The AI assistant get_slo_metrics tool queries the slo_report data and returns a summary of availability, MTTR, and breach state per role per sensor.
Telecom overview
In the Console, go to Telco > Overview. This page includes SLO status as part of the full telecom fleet overview alongside NF inventory, protocol KPIs, and risk summary.
SLO data in the heartbeat
The slo_report field in every telecom sensor heartbeat contains the current SLO state snapshot. This is the authoritative source for breach status and availability percentages at any given moment.
Key subfields:
| Field | Meaning |
|---|---|
role_slo_status[] | Array of per-role status records |
slo_target_pct | Configured SLO target for this role |
observed_availability_pct | Current calculated availability |
uptime_secs | Total stable uptime in the observation window |
mttr_secs | Current MTTR average (last 10 samples) |
restart_count | Number of restarts in the observation window |
breach_status | breached, recovering, or healthy |
Sensor tuning for resource-constrained nodes
On nodes with limited memory or high event rates, the eBPF ring buffer size, local spool cap, and SBOM scanning are configurable in Console Settings under the sensor configuration for that node.

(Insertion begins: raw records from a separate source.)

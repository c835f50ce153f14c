use thiserror::Error;

#[derive(Error, Debug)]
pub enum SchoolDataError {
    #[error("R runtime not found: {program}")]
    RuntimeNotFound { program: String },

    #[error("R evaluation failed with status {status}: {stderr}")]
    EvalFailed { status: i32, stderr: String },

    #[error("R evaluation timed out after {seconds}s")]
    Timeout { seconds: u64 },

    #[error("R package '{package}' is not installed")]
    PackageMissing { package: String },

    #[error("Unexpected backend output: {message}")]
    OutputError { message: String },

    #[error("CSV processing error: {0}")]
    CsvError(#[from] csv::Error),

    #[error("IO error: {0}")]
    IoError(#[from] std::io::Error),

    #[error("Serialization error: {0}")]
    SerializationError(#[from] serde_json::Error),

    #[error("Configuration error: {message}")]
    ConfigError { message: String },

    #[error("Invalid value for {field}: '{value}' ({reason})")]
    InvalidConfigValue {
        field: String,
        value: String,
        reason: String,
    },
}

impl SchoolDataError {
    /// Actionable hint printed by the CLI alongside the error itself.
    pub fn recovery_suggestion(&self) -> String {
        match self {
            SchoolDataError::RuntimeNotFound { program } => format!(
                "Install R (https://cran.r-project.org) or point UTSCHOOLDATA_RSCRIPT at an existing '{}' binary",
                program
            ),
            SchoolDataError::PackageMissing { package } => format!(
                "Install the wrapped package from an R session: remotes::install_github(\"{}\")",
                package
            ),
            SchoolDataError::Timeout { seconds } => format!(
                "The backend did not answer within {}s; raise timeout_secs (first fetches download source files)",
                seconds
            ),
            SchoolDataError::EvalFailed { .. } => {
                "Re-run with --verbose to see the full R stderr".to_string()
            }
            SchoolDataError::ConfigError { .. } | SchoolDataError::InvalidConfigValue { .. } => {
                "Check the configuration file and command-line flags".to_string()
            }
            _ => "Re-run with --verbose for more detail".to_string(),
        }
    }

    /// Process exit code used by the CLI. Environment problems (2) are
    /// distinguished from evaluation failures (1) and timeouts (3).
    pub fn exit_code(&self) -> i32 {
        match self {
            SchoolDataError::RuntimeNotFound { .. } | SchoolDataError::PackageMissing { .. } => 2,
            SchoolDataError::Timeout { .. } => 3,
            _ => 1,
        }
    }
}

pub type Result<T> = std::result::Result<T, SchoolDataError>;

#[cfg(test)]
mod tests {
    use super::*;

    #[test]
    fn test_exit_codes_by_category() {
        let not_found = SchoolDataError::RuntimeNotFound {
            program: "Rscript".to_string(),
        };
        let missing = SchoolDataError::PackageMissing {
            package: "utschooldata".to_string(),
        };
        let timeout = SchoolDataError::Timeout { seconds: 30 };
        let eval = SchoolDataError::EvalFailed {
            status: 1,
            stderr: "Error".to_string(),
        };

        assert_eq!(not_found.exit_code(), 2);
        assert_eq!(missing.exit_code(), 2);
        assert_eq!(timeout.exit_code(), 3);
        assert_eq!(eval.exit_code(), 1);
    }

    #[test]
    fn test_suggestions_mention_the_offender() {
        let missing = SchoolDataError::PackageMissing {
            package: "utschooldata".to_string(),
        };
        assert!(missing.recovery_suggestion().contains("utschooldata"));

        let not_found = SchoolDataError::RuntimeNotFound {
            program: "Rscript".to_string(),
        };
        assert!(not_found.recovery_suggestion().contains("Rscript"));
    }
}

Reduce the ring buffer size on nodes where kernel memory is limited. If events are being dropped due to ring buffer overflow, the sensor logs a warning and increments an overflow counter visible in the heartbeat. Reducing the spool cap limits disk usage on nodes with small local storage but increases the risk of event loss during Console outages longer than the spool capacity allows. SBOM scanning can be disabled individually for resource-constrained nodes in Console Settings.
Operational guidance
First-heartbeat SLO: SLO monitoring does not produce meaningful data until the NF has been observed for at least 300 seconds. During initial enrollment or after a sensor restart, SLO availability will show a short observation window. Do not treat a low availability percentage in the first five minutes as a breach indicator.
Role accuracy matters: SLO targets are tied to role classification. A UPF misclassified as generic_linux does not receive a 5-nines SLO target. Declare the node role explicitly during enrollment to ensure correct tier assignment from the first heartbeat.
MTTR window: MTTR is computed from the last 10 recovery samples. A single very long restart skews the MTTR average until 10 subsequent recoveries replace it. On nodes with infrequent restarts, the MTTR window may cover months of history.
Breach suppression and maintenance: The 3,600-second re-alert suppression prevents storm conditions during sustained outages. During planned maintenance (rolling restarts, upgrades), availability will drop below the SLO target and fire a breach alert at the start of the window. The suppression prevents repeated alerts during the maintenance period. The SLO_RECOVERED alert confirms when availability returns above target.
Correlating resource spikes with security events: The nf_resource_report and runtime event stream share the same sensor timestamps. When investigating an anomaly or attack chain, pull both the security events and the resource report for the same time window to determine whether the suspicious behavior coincides with a CPU or memory spike.